Desde mi córner

Luis Carlos Peris

De nuevo los viejos fantasmas

La derrota de Cartagena, más por la forma que por el fondo, ha hecho que reaparezcan los demonios familiares

24 de noviembre 2010 - 01:00

COLEA la derrota del Betis en Cartagena y parece que como si un ataque de desilusión se estuviera enseñoreando del beticismo. Desde luego, el tropiezo resultó doloroso más por la forma que por el fondo, mucho más por caer en el tramo final que por el comportamiento del equipo a lo largo del partido. Si se hubiese defendido con más cabeza en el tramo final, si el que ya tiene tarjeta y está obligado a medirse no se mide, si no se repara en que mientras más cerca del portero propio se juegue mayor será el riesgo y si en una jugada puntual no se comporta uno con profesionalidad resulta complicado llegar con bien a la orilla.

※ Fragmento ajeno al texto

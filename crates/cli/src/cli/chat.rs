//! `strategos report`: generate the report, then open a follow-up chat.
//!
//! The chat is a readline loop that streams each reply to stdout as it
//! arrives. Slash-commands print help, re-show the report, or exit.

use std::io::Write;

use sg_report::chat::APOLOGY;
use sg_report::generate::USER_FACING_ERROR;
use sg_report::{ChatSession, ReportGenerator, StrategicReport};
use sg_survey::Catalog;

use crate::bootstrap::{self, Runtime};
use crate::render;

// ━━━━━━━━━━━━━━━━━━━━━━━━━━━━━━━━━━━━━━━━━━━━━━━━━━━━━━━━━━━━━━━━━━
// Public entry point
// ━━━━━━━━━━━━━━━━━━━━━━━━━━━━━━━━━━━━━━━━━━━━━━━━━━━━━━━━━━━━━━━━━━

/// Generate and print the report. Returns `Ok(false)` when generation
/// failed; the user only sees the generic message.
pub async fn report(rt: &mut Runtime, catalog: &Catalog, json: bool, no_chat: bool) -> anyhow::Result<bool> {
    bootstrap::unlock(&mut rt.vault)?;
    let responses = rt.vault.responses()?.clone();

    let progress = catalog.progress(&responses);
    if progress.unanswered() > 0 {
        eprintln!(
            "Note: {} of {} questions are unanswered.",
            progress.unanswered(),
            progress.total
        );
    }

    let generator =
        ReportGenerator::from_config(rt.provider.clone(), *catalog, &rt.config.llm.report);
    eprintln!("Generating your strategic report...");
    let report = match generator.generate_report(&responses).await {
        Ok(report) => report,
        Err(e) => {
            tracing::debug!(error = %e, "report generation failed");
            eprintln!("\x1B[31m{USER_FACING_ERROR}\x1B[0m");
            eprintln!("Run `strategos survey` to review your answers.");
            return Ok(false);
        }
    };

    print_report(&report, json)?;

    if !no_chat {
        let session = ChatSession::create(rt.provider.clone(), catalog, &responses, &report)?
            .with_config(&rt.config.llm.chat);
        chat(session, &report).await?;
    }
    Ok(true)
}

fn print_report(report: &StrategicReport, json: bool) -> anyhow::Result<()> {
    if json {
        println!("{}", report.to_pretty_json()?);
    } else {
        print!("{}", render::report(report));
    }
    Ok(())
}

async fn chat(mut session: ChatSession, report: &StrategicReport) -> anyhow::Result<()> {
    let mut rl = rustyline::DefaultEditor::new()?;

    eprintln!();
    eprintln!("Ask a follow-up question  |  Type /help for commands, Ctrl+D to exit");
    for message in session.transcript() {
        println!("\n{}\n", message.content);
    }

    loop {
        let readline = rl.readline("you> ");

        match readline {
            Ok(line) => {
                let trimmed = line.trim();
                if trimmed.is_empty() {
                    continue;
                }

                rl.add_history_entry(&line).ok();

                // ── Slash commands ────────────────────────────────
                if trimmed.starts_with('/') {
                    match handle_slash_command(trimmed) {
                        Slash::Exit => break,
                        Slash::Report => print_report(report, false)?,
                        Slash::Help => print_help(),
                    }
                    continue;
                }

                // ── User message → streamed reply ─────────────────
                let mut stdout = std::io::stdout();
                let outcome = session
                    .send_message(trimmed, |chunk| {
                        print!("{chunk}");
                        stdout.flush().ok();
                    })
                    .await;
                println!();
                if let Err(e) = outcome {
                    tracing::debug!(session_id = session.id(), error = %e, "chat turn failed");
                    println!("{APOLOGY}");
                }
                println!();
            }
            Err(rustyline::error::ReadlineError::Interrupted) => {
                eprintln!("(Use Ctrl+D or /exit to quit)");
                continue;
            }
            Err(rustyline::error::ReadlineError::Eof) => {
                break;
            }
            Err(e) => {
                eprintln!("\x1B[31mreadline error: {e}\x1B[0m");
                break;
            }
        }
    }

    eprintln!("Goodbye!");
    Ok(())
}

// ━━━━━━━━━━━━━━━━━━━━━━━━━━━━━━━━━━━━━━━━━━━━━━━━━━━━━━━━━━━━━━━━━━
// Slash command handling
// ━━━━━━━━━━━━━━━━━━━━━━━━━━━━━━━━━━━━━━━━━━━━━━━━━━━━━━━━━━━━━━━━━━

#[derive(Debug, PartialEq, Eq)]
enum Slash {
    Exit,
    Report,
    Help,
}

fn handle_slash_command(input: &str) -> Slash {
    let cmd = input.split_whitespace().next().unwrap_or(input);
    match cmd {
        "/exit" | "/quit" => Slash::Exit,
        "/report" => Slash::Report,
        _ => Slash::Help,
    }
}

fn print_help() {
    eprintln!("Commands:");
    eprintln!("  /report   Show the report again");
    eprintln!("  /exit     Leave the chat (also /quit, Ctrl+D)");
    eprintln!("  /help     Show this help");
}

#[cfg(test)]
mod tests {
    use super::*;

    #[test]
    fn slash_commands() {
        assert_eq!(handle_slash_command("/exit"), Slash::Exit);
        assert_eq!(handle_slash_command("/quit now"), Slash::Exit);
        assert_eq!(handle_slash_command("/report"), Slash::Report);
        assert_eq!(handle_slash_command("/help"), Slash::Help);
        assert_eq!(handle_slash_command("/model x"), Slash::Help);
    }
}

Está también la labor de un árbitro que no mide con idéntico rasero los comportamientos y la verdad es que en el caso del Betis ya eso no extraña. Acostumbrados ya a que el equipo verde, blanco y verde sea un barquito de papel en la mar océana no extraña, pero sí se debiera desde el desgobierno bético dar un puñetazo en la mesa adecuada. Tiene narices que en un año haya jugado el Betis tres veces con el Cartagena y que en dos de ellas termine con nueve hombres en cancha. ¿Tantas patadas da un equipo que no se caracteriza, precisamente, por su reciedumbre? Demasiadas expulsiones las que sufre y no parece que la cosa se mueva dentro de la lógica.

Se ha puesto el acento en la tarugada de Arzu en la media luna cuando todo discurría con unos apuros más artificiosos que reales. Pasa que no es la primera vez y que el nazareno no es, precisamente, un icono para el bético. Con esos modos resulta complicado ser gente en el fútbol profesional y quizá por eso, o sin quizá, Arzu no haya llegado más alto. La verdad es que en Cartagena reapareció un Betis que parecía arrumbado por el enorme trabajo de Pepe Mel y el desánimo ha vuelto. Se despertaron demasiados demonios familiares y eso pasa factura, pero los lamentos suelen empeorar las cosas y, qué caramba, el líder se sigue llamando Betis, Real Betis Balompié.